The same is true for photography. A wider angle means more of a chance for unwanted elements to sneak into your shot without noticing. When composing a wide angle shot, don’t get so focused on your focal point that you ignore what’s happening at the edges.

Spurn the same old
One of the biggest advantages of having a wide angle camera at your disposal is that you can create some unusual and unique shots thanks to the lens’ perception distortion. Pointing your phone upwards to take a picture of trees in a forest, for example, makes the trunks look like they are leaning in.
Because of this tendency to distort images, panoramic shots are ideal for landscape and architectural shots. Extreme close-up shots also benefit from this distortion, so don’t be afraid to get up close and personal with your subject. Experimenting with the angle of your pictures is a great way of turning what would ordinarily be a plain shot into something much more dramatic.

Embrace distortion
While distortion can be cool, sometimes you want a more conventional shot. Be mindful of the lines of your shot. If you want to avoid distortion, simply put the camera level with the horizon or switch to standard mode.

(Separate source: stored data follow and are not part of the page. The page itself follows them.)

use crate::{
    database::connection::DbPool,
    models::{
        auth::{AuthResponse, LoginRequest, RegisterRequest, UserInfo},
        user::{CreateUser, User, UserRole},
    },
    services::auth::AuthService,
    utils::helpers::ApiResponse,
};
use actix_web::{HttpResponse, Result, web};
use tracing::error;

pub async fn register(
    pool: web::Data<DbPool>,
    auth_service: web::Data<AuthService>,
    request: web::Json<RegisterRequest>,
) -> Result<HttpResponse> {
    let create_user = CreateUser {
        fullname: request.fullname.clone(),
        email: request.email.clone(),
        password: request.password.clone(),
        // Self-registration never grants an elevated role; admins are
        // provisioned through /users by an existing admin.
        user_role: UserRole::User,
    };

    let user = match User::create(&pool, create_user).await {
        Ok(user) => user,
        Err(sqlx::Error::Database(e)) if e.is_unique_violation() => {
            return Ok(HttpResponse::Conflict().json(ApiResponse::<()>::error(
                "A user with this email already exists".to_string(),
            )));
        }
        Err(e) => {
            error!("Failed to create user: {}", e);
            return Ok(HttpResponse::InternalServerError()
                .json(ApiResponse::<()>::error("Failed to create user".to_string())));
        }
    };

    let token = auth_service.generate_token(&user).map_err(|e| {
        error!("Failed to generate token: {}", e);
        actix_web::error::ErrorInternalServerError("Failed to generate token")
    })?;

    let response = AuthResponse {
        token,
        user: UserInfo {
            id: user.id,
            fullname: user.fullname,
            email: user.email,
            user_role: user.user_role,
        },
    };

    Ok(HttpResponse::Created().json(ApiResponse::success(response)))
}

pub async fn login(
    pool: web::Data<DbPool>,
    auth_service: web::Data<AuthService>,
    request: web::Json<LoginRequest>,
) -> Result<HttpResponse> {
    let user = auth_service
        .authenticate_user(&pool, &request.email, &request.password)
        .await
        .map_err(|e| {
            error!("Authentication error: {}", e);
            actix_web::error::ErrorInternalServerError("Authentication error")
        })?
        .ok_or_else(|| actix_web::error::ErrorUnauthorized("Invalid credentials"))?;

    let token = auth_service.generate_token(&user).map_err(|e| {
        error!("Failed to generate token: {}", e);
        actix_web::error::ErrorInternalServerError("Failed to generate token")
    })?;

    let response = AuthResponse {
        token,
        user: UserInfo {
            id: user.id,
            fullname: user.fullname,
            email: user.email,
            user_role: user.user_role,
        },
    };

    Ok(HttpResponse::Ok().json(ApiResponse::success(response)))
}
use sqlx::postgres::PgPoolOptions;
use sqlx::{Pool, Postgres};

use crate::config::DatabaseSettings;

pub type DbPool = Pool<Postgres>;

pub async fn establish_pool(settings: &DatabaseSettings) -> Result<DbPool, sqlx::Error> {
    PgPoolOptions::new()
        .max_connections(settings.max_connections)
        .connect(&settings.url)
        .await
}

pub async fn run_migrations(pool: &DbPool) -> Result<(), sqlx::migrate::MigrateError> {
    sqlx::migrate!("./migrations").run(pool).await
}
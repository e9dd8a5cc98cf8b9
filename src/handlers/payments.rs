use crate::{
    middleware::auth::AuthenticatedUser,
    models::payment::PaymentFilter,
    requests::payment::{
        CreateIntentRequest, CreatePaymentRequest, PaymentListQuery, UpdatePaymentStatusRequest,
    },
    services::lifecycle::{LifecycleEngine, LifecycleError},
    utils::helpers::ApiResponse,
};
use actix_web::{HttpResponse, Result, web};
use serde_json::json;
use tracing::{error, info};
use uuid::Uuid;

fn query_filter(query: &PaymentListQuery) -> PaymentFilter {
    PaymentFilter {
        email: query.email.clone(),
        status: query.status,
        start_date: query.start_date,
        end_date: query.end_date,
    }
}

pub async fn create(
    engine: web::Data<LifecycleEngine>,
    request: web::Json<CreatePaymentRequest>,
    user: AuthenticatedUser,
) -> Result<HttpResponse> {
    info!("Creating payment for user: {}", user.email);

    match engine
        .create_payment(&user, &request.title, request.amount)
        .await
    {
        Ok(payment) => Ok(HttpResponse::Created().json(ApiResponse::success(payment))),
        Err(LifecycleError::Validation(message)) => {
            Ok(HttpResponse::BadRequest().json(ApiResponse::<()>::error(message)))
        }
        Err(e) => {
            error!("Error creating payment: {}", e);
            Ok(
                HttpResponse::InternalServerError().json(ApiResponse::<()>::error(
                    "Failed to create payment".to_string(),
                )),
            )
        }
    }
}

pub async fn index(
    engine: web::Data<LifecycleEngine>,
    query: web::Query<PaymentListQuery>,
    user: AuthenticatedUser,
) -> Result<HttpResponse> {
    match engine.list_payments(&user, query_filter(&query)).await {
        Ok(payments) => Ok(HttpResponse::Ok().json(ApiResponse::success(payments))),
        Err(e) => {
            error!("Error listing payments: {}", e);
            Ok(
                HttpResponse::InternalServerError().json(ApiResponse::<()>::error(
                    "Failed to retrieve payments".to_string(),
                )),
            )
        }
    }
}

pub async fn summary(
    engine: web::Data<LifecycleEngine>,
    query: web::Query<PaymentListQuery>,
    user: AuthenticatedUser,
) -> Result<HttpResponse> {
    match engine.summarize_payments(&user, query_filter(&query)).await {
        Ok(summary) => Ok(HttpResponse::Ok().json(ApiResponse::success(summary))),
        Err(e) => {
            error!("Error summarizing payments: {}", e);
            Ok(
                HttpResponse::InternalServerError().json(ApiResponse::<()>::error(
                    "Failed to summarize payments".to_string(),
                )),
            )
        }
    }
}

pub async fn update_status(
    engine: web::Data<LifecycleEngine>,
    path: web::Path<Uuid>,
    request: web::Json<UpdatePaymentStatusRequest>,
    user: AuthenticatedUser,
) -> Result<HttpResponse> {
    let payment_id = path.into_inner();
    info!(
        "Updating payment {} status to {:?} for admin: {}",
        payment_id, request.status, user.email
    );

    match engine
        .set_payment_status(&user, payment_id, request.status)
        .await
    {
        Ok(payment) => Ok(HttpResponse::Ok().json(ApiResponse::success_with_message(
            payment,
            "Payment status updated".to_string(),
        ))),
        Err(LifecycleError::Forbidden) => Ok(HttpResponse::Forbidden()
            .json(ApiResponse::<()>::error("Access denied".to_string()))),
        Err(LifecycleError::NotFound(_)) => Ok(HttpResponse::NotFound().json(
            ApiResponse::<()>::error(format!("Payment {} not found", payment_id)),
        )),
        Err(LifecycleError::Validation(message)) => {
            Ok(HttpResponse::BadRequest().json(ApiResponse::<()>::error(message)))
        }
        Err(LifecycleError::Gateway(e)) => {
            error!("Gateway error updating payment {}: {}", payment_id, e);
            Ok(HttpResponse::BadRequest().json(ApiResponse::<()>::error(
                "Payment gateway rejected the operation, please try again".to_string(),
            )))
        }
        Err(e) => {
            error!("Error updating payment {}: {}", payment_id, e);
            Ok(
                HttpResponse::InternalServerError().json(ApiResponse::<()>::error(
                    "Failed to update payment status".to_string(),
                )),
            )
        }
    }
}

pub async fn create_intent(
    engine: web::Data<LifecycleEngine>,
    request: web::Json<CreateIntentRequest>,
    user: AuthenticatedUser,
) -> Result<HttpResponse> {
    info!(
        "Creating gateway intent for payment {} (user: {})",
        request.payment_id, user.email
    );

    match engine.create_gateway_intent(request.payment_id).await {
        Ok(intent) => Ok(HttpResponse::Ok().json(ApiResponse::success(json!({
            "clientSecret": intent.client_secret,
        })))),
        Err(LifecycleError::NotFound(_)) => Ok(HttpResponse::NotFound().json(
            ApiResponse::<()>::error(format!("Payment {} not found", request.payment_id)),
        )),
        Err(LifecycleError::Validation(message)) => {
            Ok(HttpResponse::BadRequest().json(ApiResponse::<()>::error(message)))
        }
        Err(e) => {
            error!(
                "Error creating intent for payment {}: {}",
                request.payment_id, e
            );
            Ok(
                HttpResponse::InternalServerError().json(ApiResponse::<()>::error(
                    "Failed to create payment intent".to_string(),
                )),
            )
        }
    }
}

Also be careful of taking shots of people. Their features can quickly become out of proportion – turning a normal nose into a honker, in just a single unflattering close-up. We recommend sticking to standard portrait shots for the most part, but if you do want to add some quirkiness to a shot, a wide angle shot is the way to go.
However you approach your wide-angle shots, don’t be afraid to experiment. The beauty of smartphone photography is that you can delete the images that don’t quite work and redo your shot until you get it right.